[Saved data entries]
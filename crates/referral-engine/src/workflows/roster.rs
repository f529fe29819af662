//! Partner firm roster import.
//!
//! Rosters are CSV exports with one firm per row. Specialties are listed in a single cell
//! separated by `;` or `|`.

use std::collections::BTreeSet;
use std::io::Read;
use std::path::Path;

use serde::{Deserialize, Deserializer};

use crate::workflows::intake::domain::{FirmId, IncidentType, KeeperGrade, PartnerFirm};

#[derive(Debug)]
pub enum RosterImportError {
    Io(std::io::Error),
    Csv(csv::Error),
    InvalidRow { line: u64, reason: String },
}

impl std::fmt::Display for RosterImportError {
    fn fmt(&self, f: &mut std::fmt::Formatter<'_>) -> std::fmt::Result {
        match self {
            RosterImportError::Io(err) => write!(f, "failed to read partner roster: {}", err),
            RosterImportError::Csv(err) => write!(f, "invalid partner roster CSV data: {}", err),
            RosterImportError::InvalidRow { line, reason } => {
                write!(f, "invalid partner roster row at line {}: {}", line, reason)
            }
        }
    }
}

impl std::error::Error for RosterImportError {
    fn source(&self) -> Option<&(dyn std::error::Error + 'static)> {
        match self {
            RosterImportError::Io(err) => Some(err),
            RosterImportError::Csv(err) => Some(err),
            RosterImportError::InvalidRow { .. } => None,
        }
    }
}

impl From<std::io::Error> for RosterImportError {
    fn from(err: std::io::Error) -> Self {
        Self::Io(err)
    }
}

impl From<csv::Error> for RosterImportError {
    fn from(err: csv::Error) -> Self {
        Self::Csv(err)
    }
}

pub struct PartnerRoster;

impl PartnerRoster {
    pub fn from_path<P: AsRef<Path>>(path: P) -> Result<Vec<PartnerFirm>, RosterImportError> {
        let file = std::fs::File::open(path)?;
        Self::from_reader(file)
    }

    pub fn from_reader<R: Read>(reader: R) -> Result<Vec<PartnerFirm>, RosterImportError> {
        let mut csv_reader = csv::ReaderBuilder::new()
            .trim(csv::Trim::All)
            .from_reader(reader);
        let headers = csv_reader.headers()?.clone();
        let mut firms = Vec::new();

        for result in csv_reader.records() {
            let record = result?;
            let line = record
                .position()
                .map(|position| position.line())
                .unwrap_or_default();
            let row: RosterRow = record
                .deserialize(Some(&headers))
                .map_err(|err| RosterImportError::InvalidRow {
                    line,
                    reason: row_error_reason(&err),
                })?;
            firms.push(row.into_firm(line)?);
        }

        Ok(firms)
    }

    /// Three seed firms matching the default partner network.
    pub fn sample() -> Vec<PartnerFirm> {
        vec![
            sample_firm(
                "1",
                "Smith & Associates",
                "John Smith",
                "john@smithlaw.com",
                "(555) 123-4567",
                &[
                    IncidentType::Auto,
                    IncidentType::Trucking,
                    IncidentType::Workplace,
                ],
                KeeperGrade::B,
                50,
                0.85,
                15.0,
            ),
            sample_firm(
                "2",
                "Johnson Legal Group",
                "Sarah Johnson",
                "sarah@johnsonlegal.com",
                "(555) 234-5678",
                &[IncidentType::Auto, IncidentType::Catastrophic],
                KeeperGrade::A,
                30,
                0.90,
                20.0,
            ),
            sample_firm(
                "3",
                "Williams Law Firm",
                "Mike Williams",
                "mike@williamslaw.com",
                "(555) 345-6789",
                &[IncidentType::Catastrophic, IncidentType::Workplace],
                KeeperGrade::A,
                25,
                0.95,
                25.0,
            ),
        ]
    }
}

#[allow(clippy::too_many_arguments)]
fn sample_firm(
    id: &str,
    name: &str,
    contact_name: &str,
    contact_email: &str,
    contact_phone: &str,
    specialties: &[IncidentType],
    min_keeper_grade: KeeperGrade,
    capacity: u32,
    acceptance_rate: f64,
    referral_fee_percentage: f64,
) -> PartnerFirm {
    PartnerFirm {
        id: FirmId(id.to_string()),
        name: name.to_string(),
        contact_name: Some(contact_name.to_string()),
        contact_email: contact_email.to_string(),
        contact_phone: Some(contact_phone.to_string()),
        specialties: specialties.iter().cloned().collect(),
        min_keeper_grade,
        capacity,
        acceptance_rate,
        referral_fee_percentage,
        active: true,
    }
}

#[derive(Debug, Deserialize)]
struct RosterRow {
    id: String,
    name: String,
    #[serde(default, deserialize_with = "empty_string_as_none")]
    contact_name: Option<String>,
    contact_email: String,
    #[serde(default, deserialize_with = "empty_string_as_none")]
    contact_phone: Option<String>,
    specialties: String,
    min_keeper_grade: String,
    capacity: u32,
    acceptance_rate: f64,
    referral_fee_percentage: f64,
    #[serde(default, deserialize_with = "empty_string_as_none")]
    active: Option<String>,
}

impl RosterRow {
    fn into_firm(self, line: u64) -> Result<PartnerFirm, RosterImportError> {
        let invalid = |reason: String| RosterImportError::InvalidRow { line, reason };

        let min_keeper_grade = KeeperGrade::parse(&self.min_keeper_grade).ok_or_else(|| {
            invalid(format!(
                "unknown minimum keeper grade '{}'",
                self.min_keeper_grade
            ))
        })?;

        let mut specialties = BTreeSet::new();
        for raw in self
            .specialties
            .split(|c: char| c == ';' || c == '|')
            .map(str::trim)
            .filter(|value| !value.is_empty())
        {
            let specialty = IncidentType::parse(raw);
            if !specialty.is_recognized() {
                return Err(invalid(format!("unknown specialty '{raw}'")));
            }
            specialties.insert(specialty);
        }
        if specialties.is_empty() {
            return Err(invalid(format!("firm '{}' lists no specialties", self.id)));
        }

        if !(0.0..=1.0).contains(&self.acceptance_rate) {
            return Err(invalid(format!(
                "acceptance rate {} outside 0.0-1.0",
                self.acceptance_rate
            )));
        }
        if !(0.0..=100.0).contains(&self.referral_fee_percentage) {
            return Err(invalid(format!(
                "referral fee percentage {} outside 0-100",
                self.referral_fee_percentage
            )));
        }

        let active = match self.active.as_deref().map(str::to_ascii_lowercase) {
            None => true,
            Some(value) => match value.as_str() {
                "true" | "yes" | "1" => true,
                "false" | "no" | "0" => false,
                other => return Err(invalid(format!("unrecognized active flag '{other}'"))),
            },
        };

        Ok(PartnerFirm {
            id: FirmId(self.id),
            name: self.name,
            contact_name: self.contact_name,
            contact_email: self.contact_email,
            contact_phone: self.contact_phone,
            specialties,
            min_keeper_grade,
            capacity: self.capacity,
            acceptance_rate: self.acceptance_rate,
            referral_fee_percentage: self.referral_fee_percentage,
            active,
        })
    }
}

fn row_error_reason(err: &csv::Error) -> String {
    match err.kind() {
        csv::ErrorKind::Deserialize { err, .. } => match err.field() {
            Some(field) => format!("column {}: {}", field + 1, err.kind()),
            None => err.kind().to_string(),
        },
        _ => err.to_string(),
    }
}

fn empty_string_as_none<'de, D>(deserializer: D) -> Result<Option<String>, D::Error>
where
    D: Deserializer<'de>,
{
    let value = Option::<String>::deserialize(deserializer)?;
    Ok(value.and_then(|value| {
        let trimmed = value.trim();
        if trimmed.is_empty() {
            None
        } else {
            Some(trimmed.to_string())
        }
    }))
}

...

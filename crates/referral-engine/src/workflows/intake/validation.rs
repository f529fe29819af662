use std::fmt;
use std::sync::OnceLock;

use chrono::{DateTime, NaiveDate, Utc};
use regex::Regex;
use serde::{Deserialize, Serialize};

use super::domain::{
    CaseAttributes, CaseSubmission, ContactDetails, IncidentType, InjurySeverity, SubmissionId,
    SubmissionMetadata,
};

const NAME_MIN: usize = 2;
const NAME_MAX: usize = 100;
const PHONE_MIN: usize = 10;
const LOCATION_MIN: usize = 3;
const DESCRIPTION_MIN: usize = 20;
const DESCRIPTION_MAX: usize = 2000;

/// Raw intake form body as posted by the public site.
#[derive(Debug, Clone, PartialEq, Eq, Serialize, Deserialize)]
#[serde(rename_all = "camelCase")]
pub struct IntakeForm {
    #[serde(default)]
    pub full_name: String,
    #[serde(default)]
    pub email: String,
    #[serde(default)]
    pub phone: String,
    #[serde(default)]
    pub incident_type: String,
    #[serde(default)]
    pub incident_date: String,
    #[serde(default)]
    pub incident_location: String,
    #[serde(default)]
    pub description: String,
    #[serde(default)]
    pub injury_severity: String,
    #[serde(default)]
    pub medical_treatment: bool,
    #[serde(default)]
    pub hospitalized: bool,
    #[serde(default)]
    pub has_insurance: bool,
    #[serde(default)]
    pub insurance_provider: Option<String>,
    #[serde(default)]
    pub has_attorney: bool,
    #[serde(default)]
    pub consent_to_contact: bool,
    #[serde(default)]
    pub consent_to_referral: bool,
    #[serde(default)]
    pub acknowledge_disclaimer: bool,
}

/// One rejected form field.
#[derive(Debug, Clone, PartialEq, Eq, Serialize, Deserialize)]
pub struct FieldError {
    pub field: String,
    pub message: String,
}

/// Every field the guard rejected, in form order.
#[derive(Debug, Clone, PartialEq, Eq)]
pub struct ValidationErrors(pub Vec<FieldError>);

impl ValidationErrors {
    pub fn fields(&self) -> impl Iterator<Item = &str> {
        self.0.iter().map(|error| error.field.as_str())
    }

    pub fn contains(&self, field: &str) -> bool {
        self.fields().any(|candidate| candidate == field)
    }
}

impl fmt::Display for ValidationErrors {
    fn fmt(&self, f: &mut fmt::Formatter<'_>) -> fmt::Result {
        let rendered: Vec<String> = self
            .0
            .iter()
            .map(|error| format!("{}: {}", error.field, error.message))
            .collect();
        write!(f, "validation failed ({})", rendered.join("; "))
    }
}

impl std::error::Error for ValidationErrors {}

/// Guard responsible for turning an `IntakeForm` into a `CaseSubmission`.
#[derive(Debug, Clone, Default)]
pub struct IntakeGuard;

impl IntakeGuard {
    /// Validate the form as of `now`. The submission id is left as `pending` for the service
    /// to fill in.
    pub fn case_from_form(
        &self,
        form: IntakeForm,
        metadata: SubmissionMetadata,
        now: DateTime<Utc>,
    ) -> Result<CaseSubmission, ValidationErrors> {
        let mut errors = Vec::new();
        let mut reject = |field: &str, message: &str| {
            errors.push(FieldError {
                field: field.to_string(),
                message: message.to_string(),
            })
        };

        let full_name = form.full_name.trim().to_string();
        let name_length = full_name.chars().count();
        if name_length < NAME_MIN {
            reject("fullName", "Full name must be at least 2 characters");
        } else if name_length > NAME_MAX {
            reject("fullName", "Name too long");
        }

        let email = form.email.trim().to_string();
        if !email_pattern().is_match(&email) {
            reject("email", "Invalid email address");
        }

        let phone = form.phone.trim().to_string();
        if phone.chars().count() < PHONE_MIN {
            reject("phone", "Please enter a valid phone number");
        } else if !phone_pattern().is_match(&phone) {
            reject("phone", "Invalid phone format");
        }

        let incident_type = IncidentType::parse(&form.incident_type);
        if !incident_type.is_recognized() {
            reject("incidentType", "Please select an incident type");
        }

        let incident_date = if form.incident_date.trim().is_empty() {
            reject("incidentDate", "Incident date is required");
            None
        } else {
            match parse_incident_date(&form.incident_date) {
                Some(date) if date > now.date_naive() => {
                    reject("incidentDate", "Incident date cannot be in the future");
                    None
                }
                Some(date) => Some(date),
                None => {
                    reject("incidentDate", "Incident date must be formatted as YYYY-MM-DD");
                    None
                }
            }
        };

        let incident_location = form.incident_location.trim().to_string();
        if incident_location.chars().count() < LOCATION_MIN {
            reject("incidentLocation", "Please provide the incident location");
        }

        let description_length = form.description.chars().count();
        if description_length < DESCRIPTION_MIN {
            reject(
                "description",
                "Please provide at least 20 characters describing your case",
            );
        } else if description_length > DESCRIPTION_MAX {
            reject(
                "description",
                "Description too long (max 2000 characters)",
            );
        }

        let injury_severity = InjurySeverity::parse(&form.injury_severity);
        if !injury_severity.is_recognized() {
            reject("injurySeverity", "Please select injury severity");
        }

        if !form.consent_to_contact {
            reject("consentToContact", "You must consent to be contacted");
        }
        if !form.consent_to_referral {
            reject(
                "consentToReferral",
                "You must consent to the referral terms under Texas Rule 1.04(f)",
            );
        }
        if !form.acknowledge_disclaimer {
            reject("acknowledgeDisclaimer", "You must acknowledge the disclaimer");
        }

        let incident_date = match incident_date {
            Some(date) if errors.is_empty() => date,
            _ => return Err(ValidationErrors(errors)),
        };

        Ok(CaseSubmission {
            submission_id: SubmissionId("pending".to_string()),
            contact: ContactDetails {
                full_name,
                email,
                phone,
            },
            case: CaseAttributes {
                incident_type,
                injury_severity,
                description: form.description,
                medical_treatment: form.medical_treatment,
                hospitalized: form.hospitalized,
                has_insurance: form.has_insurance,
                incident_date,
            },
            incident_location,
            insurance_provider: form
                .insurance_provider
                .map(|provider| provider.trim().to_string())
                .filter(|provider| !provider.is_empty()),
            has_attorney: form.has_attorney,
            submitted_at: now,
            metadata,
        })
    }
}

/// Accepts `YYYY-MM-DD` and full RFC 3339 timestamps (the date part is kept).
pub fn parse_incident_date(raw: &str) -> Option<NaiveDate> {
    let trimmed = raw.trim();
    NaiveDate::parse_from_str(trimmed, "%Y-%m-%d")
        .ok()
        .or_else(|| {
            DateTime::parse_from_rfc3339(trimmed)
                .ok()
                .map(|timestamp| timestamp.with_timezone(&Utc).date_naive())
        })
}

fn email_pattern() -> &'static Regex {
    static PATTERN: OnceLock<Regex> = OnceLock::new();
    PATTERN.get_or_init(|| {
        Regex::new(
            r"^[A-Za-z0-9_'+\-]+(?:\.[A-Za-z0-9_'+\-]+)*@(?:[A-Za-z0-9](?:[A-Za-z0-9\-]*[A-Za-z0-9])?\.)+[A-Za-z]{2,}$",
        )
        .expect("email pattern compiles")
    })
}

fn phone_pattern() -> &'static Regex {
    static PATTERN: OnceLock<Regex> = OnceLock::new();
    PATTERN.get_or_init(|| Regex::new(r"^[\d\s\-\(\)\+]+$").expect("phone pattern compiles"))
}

**Task item**.
Provide the number of lines in these entries that hold the word "Option", without any accompanying text.

**Worked solution**.
8